◆ TASK DESCRIPTION ◆
Which of the lines in the data mention the string "espidf"? List them all.

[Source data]

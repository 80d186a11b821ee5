//! ESP32 time adapter.
//!
//! Provides the monotonic clock for the press timer tasks.
//!
//! - **`target_os = "espidf"`**: wraps `esp_timer_get_time()` from the
//!   ESP-IDF high-resolution timer (microsecond precision, monotonic).
//! - **`not(target_os = "espidf")`**: uses `std::time::Instant` for
//!   host-side testing and simulation.

use crate::app::ports::ClockPort;

/// Monotonic system clock.
#[derive(Debug, Clone, Copy)]
pub struct SystemClock {
    #[cfg(not(target_os = "espidf"))]
    start: std::time::Instant,
}

impl Default for SystemClock {
    fn default() -> Self {
        Self::new()
    }
}

impl SystemClock {
    pub fn new() -> Self {
        Self {
            #[cfg(not(target_os = "espidf"))]
            start: std::time::Instant::now(),
        }
    }

    /// Microseconds since boot (monotonic).
    #[cfg(target_os = "espidf")]
    pub fn uptime_us(&self) -> u64 {
        (unsafe { esp_idf_svc::sys::esp_timer_get_time() }) as u64
    }

    /// Microseconds since construction (monotonic).
    #[cfg(not(target_os = "espidf"))]
    pub fn uptime_us(&self) -> u64 {
        self.start.elapsed().as_micros() as u64
    }
}

impl ClockPort for SystemClock {
    fn now_ms(&self) -> u64 {
        self.uptime_us() / 1000
    }
}
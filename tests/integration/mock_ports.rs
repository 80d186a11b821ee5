//! Mock port adapters for integration tests.
//!
//! Records every command the service emits so tests can assert on the
//! full history without a display, and scripts the load cell so sensor
//! task behaviour is deterministic.

use std::cell::Cell;
use std::collections::VecDeque;

use presstimer::app::actions::UserAction;
use presstimer::app::commands::Command;
use presstimer::app::ports::{
    ClockPort, CommandSink, InputEvent, InputPort, LoadCellPort, TarePort,
};
use presstimer::error::{Result, SensorError};
use presstimer::fsm::AppState;

// ── RecordingSink ─────────────────────────────────────────────

#[derive(Default)]
pub struct RecordingSink {
    pub commands: Vec<Command>,
}

#[allow(dead_code)]
impl RecordingSink {
    pub fn new() -> Self {
        Self::default()
    }

    pub fn clear(&mut self) {
        self.commands.clear();
    }

    /// Every `UpdateState` in emission order.
    pub fn states(&self) -> Vec<AppState> {
        self.commands
            .iter()
            .filter_map(|c| match c {
                Command::UpdateState(s) => Some(*s),
                _ => None,
            })
            .collect()
    }

    /// Every `UpdateTimer` value in emission order.
    pub fn timers(&self) -> Vec<i32> {
        self.commands
            .iter()
            .filter_map(|c| match c {
                Command::UpdateTimer(t) => Some(*t),
                _ => None,
            })
            .collect()
    }

    /// Every `TimerSetting` value in emission order.
    pub fn settings(&self) -> Vec<u16> {
        self.commands
            .iter()
            .filter_map(|c| match c {
                Command::TimerSetting(s) => Some(*s),
                _ => None,
            })
            .collect()
    }

    pub fn last_timer(&self) -> Option<i32> {
        self.timers().last().copied()
    }
}

impl CommandSink for RecordingSink {
    fn send(&mut self, cmd: Command) {
        self.commands.push(cmd);
    }
}

// ── FakeTare ──────────────────────────────────────────────────

/// Tare flag that stays raised until the test completes it.
#[derive(Default)]
pub struct FakeTare {
    pending: Cell<bool>,
    pub requests: Cell<u32>,
}

#[allow(dead_code)]
impl FakeTare {
    pub fn complete(&self) {
        self.pending.set(false);
    }
}

impl TarePort for FakeTare {
    fn request_tare(&self) {
        self.pending.set(true);
        self.requests.set(self.requests.get() + 1);
    }

    fn tare_pending(&self) -> bool {
        self.pending.get()
    }
}

// ── ScriptedLoadCell ──────────────────────────────────────────

/// Load cell that replays a fixed list of samples, then reports the last
/// one forever.
pub struct ScriptedLoadCell {
    samples: VecDeque<f32>,
    last: Option<f32>,
    pub fail_init: bool,
    pub tares: u32,
}

#[allow(dead_code)]
impl ScriptedLoadCell {
    pub fn new(samples: &[f32]) -> Self {
        Self {
            samples: samples.iter().copied().collect(),
            last: None,
            fail_init: false,
            tares: 0,
        }
    }

    pub fn broken() -> Self {
        Self {
            fail_init: true,
            ..Self::new(&[])
        }
    }
}

impl LoadCellPort for ScriptedLoadCell {
    fn initialize(&mut self) -> Result<()> {
        if self.fail_init {
            Err(SensorError::InitTimeout.into())
        } else {
            Ok(())
        }
    }

    fn try_read(&mut self) -> Result<Option<f32>> {
        if let Some(next) = self.samples.pop_front() {
            self.last = Some(next);
        }
        Ok(self.last)
    }

    fn perform_tare(&mut self) -> Result<()> {
        self.tares += 1;
        Ok(())
    }
}

// ── ManualClock ───────────────────────────────────────────────

#[derive(Default)]
pub struct ManualClock {
    now: Cell<u64>,
}

#[allow(dead_code)]
impl ManualClock {
    pub fn set(&self, ms: u64) {
        self.now.set(ms);
    }

    pub fn advance(&self, ms: u64) {
        self.now.set(self.now.get() + ms);
    }
}

impl ClockPort for ManualClock {
    fn now_ms(&self) -> u64 {
        self.now.get()
    }
}

// ── ScriptedInput ─────────────────────────────────────────────

/// Input device that yields each scripted event once its time arrives.
#[derive(Default)]
pub struct ScriptedInput {
    script: VecDeque<(u64, InputEvent)>,
}

#[allow(dead_code)]
impl ScriptedInput {
    pub fn new(script: &[(u64, UserAction)]) -> Self {
        Self::events(
            &script
                .iter()
                .map(|&(at, action)| (at, InputEvent::Action(action)))
                .collect::<Vec<_>>(),
        )
    }

    pub fn events(script: &[(u64, InputEvent)]) -> Self {
        Self {
            script: script.iter().copied().collect(),
        }
    }
}

impl InputPort for ScriptedInput {
    fn poll(&mut self, now_ms: u64) -> Option<InputEvent> {
        match self.script.front() {
            Some(&(at, event)) if at <= now_ms => {
                self.script.pop_front();
                Some(event)
            }
            _ => None,
        }
    }
}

◆ ANSWER SPACE ◆
//! - **`target_os = "espidf"`**: wraps `esp_timer_get_time()` from the
//! - **`not(target_os = "espidf")`**: uses `std::time::Instant` for
    #[cfg(not(target_os = "espidf"))]
            #[cfg(not(target_os = "espidf"))]
    #[cfg(target_os = "espidf")]
    #[cfg(not(target_os = "espidf"))]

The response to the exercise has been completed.